Rhodes is one of Europe’s premier holiday destinations, frequented by tens of thousands of Brits every year – a significant proportion of whom will have been sent on their way by the UK’s independent travel agent community.
Last month’s wildfires made national news headlines for several weeks, capturing the major evacuation effort from southern areas of the island – an understandably concerning sight for anyone with a holiday booked to Rhodes this summer.
But with the country’s hoteliers confident of a prompt return to normality, tourism has already resumed en masse to Rhodes, and will undoubtedly play a major role in helping the island recover from the recent wildfires.
So if you have clients booked to Rhodes who are perhaps a little uneasy about the prospect of heading to the island after everything that has gone on, here are a few key pieces of information they need to know that may offer them – and you – a bit of reassurance.
Sunshine and a mountainous green landscape. There are no smouldering fires, closed roads or other obstacles. Yes, there are signs of fire damage close to some roads, but the air is clean and no ash is blowing into resorts. Rhodes is a big island, and the damaged area is just a fraction of it.
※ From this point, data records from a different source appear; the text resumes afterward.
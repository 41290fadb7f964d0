//! Filtered and aggregate read operations over the store.
//!
//! Task filters are linear scans with simple predicates; date matching
//! truncates both sides to the local calendar day. The dashboard aggregate
//! is recomputed from the collections on every call.

use chrono::{DateTime, Datelike, Days, Local, NaiveDate};
use serde::Serialize;

use crate::models::{Product, Task, TaskPriority, TaskStatus};

use super::Storage;

/// Weekly hours goal shown next to logged hours.
const WEEKLY_HOURS_TARGET: u32 = 50;

/// Placeholder figures surfaced on the dashboard. These are deliberately
/// constants, not derived from data.
const CUSTOMER_SATISFACTION: u32 = 92;
const FIRST_TIME_FIX_RATE: u32 = 87;

/// Aggregate snapshot backing the dashboard view.
#[derive(Debug, Clone, Serialize)]
#[serde(rename_all = "camelCase")]
pub struct DashboardStats {
    /// Tasks scheduled today (local calendar day)
    pub todays_task_count: usize,
    /// Of today's tasks, how many are completed
    pub todays_tasks_completed: usize,
    /// Of today's tasks, how many are not yet completed
    pub todays_tasks_pending: usize,
    /// Completed tasks scheduled since the start of the week (Sunday)
    pub completed_this_week: usize,
    /// Total hours across all timesheets
    pub hours_logged: f64,
    /// Weekly hours goal (fixed)
    pub weekly_hours_target: u32,
    /// Total units consumed across all usage records
    pub materials_used: i64,
    /// Products at or below their low-stock threshold
    pub low_stock_count: usize,
    /// completed / total tasks, as a rounded percentage
    pub task_completion_rate: u32,
    /// Placeholder constant
    pub customer_satisfaction: u32,
    /// Placeholder constant
    pub first_time_fix_rate: u32,
}

/// A task's scheduled date as a local calendar day.
fn scheduled_day(task: &Task) -> NaiveDate {
    task.scheduled_date.with_timezone(&Local).date_naive()
}

impl Storage {
    /// Tasks with the given status.
    pub fn tasks_by_status(&self, status: TaskStatus) -> Vec<Task> {
        self.list_tasks()
            .into_iter()
            .filter(|t| t.status == status)
            .collect()
    }

    /// Tasks with the given priority.
    pub fn tasks_by_priority(&self, priority: TaskPriority) -> Vec<Task> {
        self.list_tasks()
            .into_iter()
            .filter(|t| t.priority == priority)
            .collect()
    }

    /// Tasks scheduled on the given local calendar day.
    pub fn tasks_on(&self, date: NaiveDate) -> Vec<Task> {
        self.list_tasks()
            .into_iter()
            .filter(|t| scheduled_day(t) == date)
            .collect()
    }

    /// Tasks the given user is assigned to, via assignment membership.
    pub fn tasks_for_user(&self, user_id: i64) -> Vec<Task> {
        self.list_tasks()
            .into_iter()
            .filter(|t| {
                self.task_assignments(t.id)
                    .iter()
                    .any(|a| a.user_id == user_id)
            })
            .collect()
    }

    /// Products at or below their low-stock threshold.
    pub fn low_stock_products(&self) -> Vec<Product> {
        self.list_products()
            .into_iter()
            .filter(|p| p.is_low_stock())
            .collect()
    }

    /// Dashboard aggregate as of now.
    pub fn dashboard_stats(&self) -> DashboardStats {
        self.dashboard_stats_at(Local::now())
    }

    /// Dashboard aggregate as of a given instant (split out for tests).
    pub fn dashboard_stats_at(&self, now: DateTime<Local>) -> DashboardStats {
        let today = now.date_naive();
        // Week starts on Sunday, calendar-local
        let start_of_week = today - Days::new(u64::from(today.weekday().num_days_from_sunday()));

        let tasks = self.list_tasks();
        let todays: Vec<&Task> = tasks.iter().filter(|t| scheduled_day(t) == today).collect();
        let todays_completed = todays
            .iter()
            .filter(|t| t.status == TaskStatus::Completed)
            .count();

        let completed_this_week = tasks
            .iter()
            .filter(|t| t.status == TaskStatus::Completed && scheduled_day(t) >= start_of_week)
            .count();

        let total_minutes: i64 = self
            .list_timesheets()
            .iter()
            .filter_map(|t| t.duration_minutes)
            .sum();

        let materials_used: i64 = self.usage.values().map(|u| u.quantity).sum();

        let completed_total = tasks
            .iter()
            .filter(|t| t.status == TaskStatus::Completed)
            .count();
        // Empty task set counts as a denominator of 1
        let task_completion_rate =
            ((completed_total as f64 / tasks.len().max(1) as f64) * 100.0).round() as u32;

        DashboardStats {
            todays_task_count: todays.len(),
            todays_tasks_completed: todays_completed,
            todays_tasks_pending: todays.len() - todays_completed,
            completed_this_week,
            hours_logged: total_minutes as f64 / 60.0,
            weekly_hours_target: WEEKLY_HOURS_TARGET,
            materials_used,
            low_stock_count: self.low_stock_products().len(),
            task_completion_rate,
            customer_satisfaction: CUSTOMER_SATISFACTION,
            first_time_fix_rate: FIRST_TIME_FIX_RATE,
        }
    }
}

#[cfg(test)]
mod tests {
    use super::*;
    use crate::models::patch::TaskPatch;
    use crate::models::{NewTask, NewTimesheet};
    use chrono::{Duration, TimeZone, Utc};

    fn task_at(storage: &mut Storage, when: DateTime<Local>, status: TaskStatus) -> Task {
        storage.create_task(NewTask {
            title: "T".to_string(),
            description: None,
            location_name: "Site".to_string(),
            location_address: "1 Main St".to_string(),
            scheduled_date: when.with_timezone(&Utc),
            status,
            priority: TaskPriority::default(),
            progress: 0,
            client_id: None,
        })
    }

    fn noon(date: NaiveDate) -> DateTime<Local> {
        Local
            .from_local_datetime(&date.and_hms_opt(12, 0, 0).unwrap())
            .unwrap()
    }

    #[test]
    fn test_tasks_by_status_and_priority() {
        let mut storage = Storage::new();
        let now = Local::now();
        task_at(&mut storage, now, TaskStatus::Scheduled);
        let done = task_at(&mut storage, now, TaskStatus::Completed);

        let completed = storage.tasks_by_status(TaskStatus::Completed);
        assert_eq!(completed.len(), 1);
        assert_eq!(completed[0].id, done.id);
        assert_eq!(storage.tasks_by_priority(TaskPriority::Medium).len(), 2);
        assert!(storage.tasks_by_priority(TaskPriority::High).is_empty());
    }

    #[test]
    fn test_tasks_on_matches_calendar_day() {
        let mut storage = Storage::new();
        let day = NaiveDate::from_ymd_opt(2026, 3, 10).unwrap();
        task_at(&mut storage, noon(day), TaskStatus::Scheduled);
        task_at(&mut storage, noon(day) + Duration::hours(5), TaskStatus::Scheduled);
        task_at(
            &mut storage,
            noon(day + Days::new(1)),
            TaskStatus::Scheduled,
        );

        assert_eq!(storage.tasks_on(day).len(), 2);
        assert_eq!(storage.tasks_on(day + Days::new(1)).len(), 1);
        assert!(storage.tasks_on(day + Days::new(2)).is_empty());
    }

    #[test]
    fn test_tasks_for_user_via_assignments() {
        let mut storage = Storage::new();
        let now = Local::now();
        let a = task_at(&mut storage, now, TaskStatus::Scheduled);
        let b = task_at(&mut storage, now, TaskStatus::Scheduled);
        storage.assign_user(a.id, 1);
        storage.assign_user(b.id, 2);

        let mine = storage.tasks_for_user(1);
        assert_eq!(mine.len(), 1);
        assert_eq!(mine[0].id, a.id);
        assert!(storage.tasks_for_user(9).is_empty());
    }

    #[test]
    fn test_dashboard_today_split() {
        let mut storage = Storage::new();
        let day = NaiveDate::from_ymd_opt(2026, 3, 11).unwrap();
        task_at(&mut storage, noon(day), TaskStatus::Completed);
        task_at(&mut storage, noon(day), TaskStatus::InProgress);
        task_at(&mut storage, noon(day + Days::new(1)), TaskStatus::Scheduled);

        let stats = storage.dashboard_stats_at(noon(day));
        assert_eq!(stats.todays_task_count, 2);
        assert_eq!(stats.todays_tasks_completed, 1);
        assert_eq!(stats.todays_tasks_pending, 1);
    }

    #[test]
    fn test_dashboard_completed_this_week_counts_from_sunday() {
        let mut storage = Storage::new();
        // 2026-03-11 is a Wednesday; that week's Sunday is 2026-03-08
        let wednesday = NaiveDate::from_ymd_opt(2026, 3, 11).unwrap();
        let sunday = NaiveDate::from_ymd_opt(2026, 3, 8).unwrap();
        assert_eq!(sunday.weekday().num_days_from_sunday(), 0);

        task_at(&mut storage, noon(sunday), TaskStatus::Completed);
        task_at(&mut storage, noon(wednesday), TaskStatus::Completed);
        // Last week's completion does not count
        task_at(
            &mut storage,
            noon(sunday - Days::new(1)),
            TaskStatus::Completed,
        );
        // This week but not completed
        task_at(&mut storage, noon(wednesday), TaskStatus::InProgress);

        let stats = storage.dashboard_stats_at(noon(wednesday));
        assert_eq!(stats.completed_this_week, 2);
    }

    #[test]
    fn test_dashboard_completion_rate_increases_on_completion() {
        let mut storage = Storage::new();
        let day = NaiveDate::from_ymd_opt(2026, 3, 11).unwrap();
        let task = task_at(&mut storage, noon(day), TaskStatus::Scheduled);
        task_at(&mut storage, noon(day), TaskStatus::Scheduled);

        let before = storage.dashboard_stats_at(noon(day));
        assert_eq!(before.task_completion_rate, 0);
        assert_eq!(before.completed_this_week, 0);

        storage.update_task(
            task.id,
            TaskPatch {
                status: Some(TaskStatus::Completed),
                ..Default::default()
            },
        );

        let after = storage.dashboard_stats_at(noon(day));
        assert_eq!(after.task_completion_rate, 50);
        assert_eq!(after.completed_this_week, 1);
    }

    #[test]
    fn test_dashboard_empty_store_guards_division() {
        let storage = Storage::new();
        let stats = storage.dashboard_stats();
        assert_eq!(stats.task_completion_rate, 0);
        assert_eq!(stats.todays_task_count, 0);
        assert_eq!(stats.hours_logged, 0.0);
    }

    #[test]
    fn test_dashboard_hours_and_materials() {
        let mut storage = Storage::new();
        let start = Utc::now();
        storage.create_timesheet(NewTimesheet {
            task_id: 1,
            user_id: 1,
            start_time: start,
            end_time: Some(start + Duration::minutes(90)),
            duration_minutes: None,
            notes: None,
        });
        // Open session contributes nothing
        storage.create_timesheet(NewTimesheet {
            task_id: 1,
            user_id: 2,
            start_time: start,
            end_time: None,
            duration_minutes: None,
            notes: None,
        });

        let product = storage.create_product(crate::models::NewProduct {
            name: "Filter".to_string(),
            sku: "HVF-001".to_string(),
            description: None,
            unit_price: 24.99,
            stock_quantity: 10,
            low_stock_threshold: 2,
            category: None,
        });
        storage
            .record_usage(crate::models::NewProductUsage {
                task_id: 1,
                product_id: product.id,
                quantity: 3,
            })
            .unwrap();

        let stats = storage.dashboard_stats();
        assert_eq!(stats.hours_logged, 1.5);
        assert_eq!(stats.materials_used, 3);
        assert_eq!(stats.weekly_hours_target, 50);
        // Placeholders stay fixed
        assert_eq!(stats.customer_satisfaction, 92);
        assert_eq!(stats.first_time_fix_rate, 87);
    }
}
All but two of the 600 hotels on the island have reopened – and those two are just awaiting parts for air conditioning systems. The worst you can expect is some blackened vegetation in parts of some hotel grounds, but this is rapidly being replaced.
You will find some blackened areas interspersed with untouched areas of greenery.
A few hiking trails may be off limits but for most visitors there are no issues.
Send clients to Rhodes and encourage them to go outside their hotels and spend money in the local community. Also, remind them that dropping cigarette butts and discarding glass create fire hazards in hot climates, particularly in pine forests, which are very prone to ignition.
Who knows? With climate change – or arson – you can never say never, but the combination of 40C and high winds that fuelled the fires is thankfully very rare.